-- Data --
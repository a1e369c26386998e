//! Connector surface: the framework-facing facade that owns the chain
//! tracker and operation pipeline and exposes every capability a host
//! process calls into.
//!
//! The tracker is started lazily on the first call that needs it (either an
//! explicit listener registration via [`ConnectorSurface::new_block_listener`]
//! or the first [`ConnectorSurface::get_highest_block`] call), mirroring the
//! "run only what's asked for" shape of a connector embedded as a library
//! rather than a standalone daemon.

use std::sync::{Arc, Mutex};

use serde::{Deserialize, Serialize};
use serde_json::Value;
use tokio::sync::{mpsc, OnceCell};
use tokio::task::JoinHandle;
use tokio_util::sync::CancellationToken;
use uuid::Uuid;

use crate::cache::{BlockCache, TxCache};
use crate::errors::ConnectorError;
use crate::health::HealthState;
use crate::pipeline::OperationPipeline;
use crate::retrier::RetryPolicy;
use crate::rpc::types::{BlockInfo, OperationHash, TransactionReceipt};
use crate::rpc::{SignerClient, TezosRpc};
use crate::settings::ValidatedSettings;
use crate::tracker::{BlockHashEvent, ChainTracker};

/// Opaque listener configuration accepted by `new_block_listener` /
/// `event_listener_add`. Carried through unexamined - this connector has no
/// per-listener filter semantics beyond "every new canonical block".
#[derive(Debug, Clone, Default, Serialize, Deserialize)]
pub struct ListenerConfig {
    pub filters: Option<Value>,
}

/// Checkpoint a caller can persist and later replay to resume an event
/// stream from a known position. Event subscription proper is named an open
/// question upstream (no ordering/filter semantics specified beyond block
/// hash fan-out) so this is currently just a passthrough marker.
#[derive(Debug, Clone, Serialize, Deserialize)]
pub struct EventStreamCheckpoint {
    pub block_height: i64,
}

/// Result of an `is_live`/`is_ready` call pair, mirroring the two-level
/// healthcheck shape used throughout the framework's other connectors.
#[derive(Debug, Clone, Copy, Serialize)]
pub struct HealthReport {
    pub live: bool,
    pub ready: bool,
}

pub struct ConnectorSurface<R: TezosRpc, S: SignerClient> {
    rpc: Arc<R>,
    tracker: Arc<ChainTracker<R>>,
    pipeline: Arc<OperationPipeline<R, S>>,
    health: HealthState,
    cancellation: CancellationToken,
    tracker_started: OnceCell<()>,
    tracker_handle: Mutex<Option<JoinHandle<()>>>,
}

impl<R: TezosRpc + 'static, S: SignerClient + 'static> ConnectorSurface<R, S> {
    pub fn new(rpc: Arc<R>, signer: Arc<S>, settings: &ValidatedSettings) -> Self {
        let health = HealthState::new();
        let cancellation = CancellationToken::new();
        let retry_policy = RetryPolicy::from(&settings.retry);
        let cache = Arc::new(BlockCache::new(settings.block_cache_size));
        let tx_cache = Arc::new(TxCache::new(settings.tx_cache_size));

        let tracker = Arc::new(ChainTracker::new(
            rpc.clone(),
            retry_policy.clone(),
            settings.events.checkpoint_block_gap.max(0) as usize,
            health.clone(),
            cancellation.clone(),
        ));

        let pipeline = Arc::new(OperationPipeline::new(
            rpc.clone(),
            signer,
            cache,
            tx_cache,
            retry_policy,
            settings.network.clone(),
            settings.gas_estimation_factor,
            settings.max_fee,
        ));

        Self {
            rpc,
            tracker,
            pipeline,
            health,
            cancellation,
            tracker_started: OnceCell::new(),
            tracker_handle: Mutex::new(None),
        }
    }

    /// Starts the chain tracker's background task exactly once, however many
    /// callers race to trigger it.
    async fn ensure_tracker_started(self: &Arc<Self>) {
        self.tracker_started
            .get_or_init(|| async {
                let tracker = self.tracker.clone();
                let handle = tokio::spawn(async move { tracker.run().await });
                *self.tracker_handle.lock().unwrap() = Some(handle);
            })
            .await;
    }

    // ===== transaction lifecycle =====

    pub async fn transaction_prepare(
        &self,
        from: &str,
        to: &str,
        nonce_hint: Option<i64>,
        params: &Value,
        gas: i64,
        ignore_limits: bool,
    ) -> Result<crate::pipeline::operation::PrepareResult, ConnectorError> {
        self.pipeline.prepare(from, to, nonce_hint, params, gas, ignore_limits).await
    }

    pub async fn contract_deploy_prepare(
        &self,
        from: &str,
        script: &Value,
        nonce_hint: Option<i64>,
    ) -> Result<crate::pipeline::operation::PrepareResult, ConnectorError> {
        self.pipeline.prepare_origination(from, script, nonce_hint).await
    }

    pub async fn transaction_send(
        &self,
        transaction_data_hex: &str,
        nonce_hint: Option<i64>,
    ) -> Result<OperationHash, ConnectorError> {
        self.pipeline.send(transaction_data_hex, nonce_hint).await
    }

    pub async fn transaction_receipt(
        &self,
        transaction_hash: &str,
    ) -> Result<TransactionReceipt, ConnectorError> {
        self.pipeline.observe_receipt(transaction_hash, &self.cancellation).await
    }

    // ===== read-only queries =====

    pub async fn query_invoke(
        &self,
        contract: &str,
        entrypoint: &str,
        params: &Value,
        source: &str,
    ) -> Result<Value, ConnectorError> {
        self.pipeline.query_invoke(contract, entrypoint, params, source).await
    }

    pub async fn address_balance(&self, address: &str) -> Result<String, ConnectorError> {
        self.pipeline.balance(address).await
    }

    pub async fn next_nonce_for_signer(&self, address: &str) -> Result<i64, ConnectorError> {
        self.pipeline.next_nonce(address).await
    }

    pub async fn block_info_by_number(
        &self,
        number: i64,
        expected_parent_hash: Option<&str>,
    ) -> Result<BlockInfo, ConnectorError> {
        self.pipeline.block_info_by_number(number, expected_parent_hash).await
    }

    pub async fn block_info_by_hash(&self, hash: &str) -> Result<BlockInfo, ConnectorError> {
        self.pipeline.block_info_by_hash(hash).await
    }

    /// The tracker's current view of `highest_block`, starting the tracker's
    /// background task first if this is the first call to reach it, and
    /// waiting for initial height discovery to complete so the first read
    /// back is never a default `0`.
    pub async fn get_highest_block(self: &Arc<Self>) -> i64 {
        self.ensure_tracker_started().await;
        self.tracker.wait_until_initialized().await;
        self.tracker.highest_block()
    }

    /// Flat gas-price estimate. Tezos fees are computed from simulation, not
    /// a network-wide gas price, so this always reports zero - callers
    /// should use `transaction_prepare`'s simulated fee instead.
    pub fn gas_price_estimate(&self) -> Value {
        serde_json::json!({ "gas_price": "0" })
    }

    /// Standalone gas estimation ahead of a concrete prepare call has no
    /// simulation target to run against in Tezos' fee/gas/storage-limit
    /// model, so this always answers the empty sentinel response rather than
    /// fabricating a number - callers get their real estimate back from
    /// `transaction_prepare`'s simulation step instead.
    pub async fn gas_estimate(&self, _input: &Value) -> Result<Value, ConnectorError> {
        tracing::debug!("gas_estimate is unimplemented by design; returning empty response");
        Ok(serde_json::json!({}))
    }

    // ===== block listener registration =====

    pub async fn new_block_listener(
        self: &Arc<Self>,
        id: Uuid,
        channel: mpsc::Sender<BlockHashEvent>,
    ) {
        self.ensure_tracker_started().await;
        self.tracker.add_consumer(id, channel, self.cancellation.child_token());
        self.tracker.wait_until_initialized().await;
    }

    // ===== event-stream skeleton =====
    //
    // Full filtered event subscription (ordering guarantees, per-listener
    // catchup replay, high-water-mark persistence) is out of scope - these
    // are no-op stubs so a host can wire the capability without the call
    // failing outright, to be filled in once subscription semantics are
    // specified.

    pub async fn event_stream_start(&self, _checkpoint: Option<EventStreamCheckpoint>) {}

    pub async fn event_stream_stopped(&self) {}

    pub async fn event_listener_add(&self, _id: Uuid, _config: ListenerConfig) {}

    pub async fn event_listener_remove(&self, _id: Uuid) {}

    pub async fn event_listener_verify_options(&self, _config: &ListenerConfig) -> bool {
        true
    }

    pub async fn event_listener_hwm(&self, _id: Uuid) -> Option<EventStreamCheckpoint> {
        None
    }

    // ===== health =====

    pub async fn is_live(&self) -> bool {
        self.health.is_live().await
    }

    pub async fn is_ready(&self) -> bool {
        self.health.is_ready().await
    }

    pub async fn health_report(&self) -> HealthReport {
        HealthReport { live: self.is_live().await, ready: self.is_ready().await }
    }

    /// Best-effort confirmation the underlying node is reachable, independent
    /// of tracker state.
    pub async fn node_reachable(&self) -> bool {
        self.rpc.get_head_block().await.is_ok()
    }

    /// Cancels the tracker's background task and waits for it to exit.
    pub async fn wait_closed(self: Arc<Self>) {
        self.cancellation.cancel();
        let handle = self.tracker_handle.lock().unwrap().take();
        if let Some(handle) = handle {
            let _ = handle.await;
        }
    }
}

-- Task objective --
Report every line containing the string "rather" in the material.

-- Result for this task --
//! rather than a standalone daemon.
    /// model, so this always answers the empty sentinel response rather than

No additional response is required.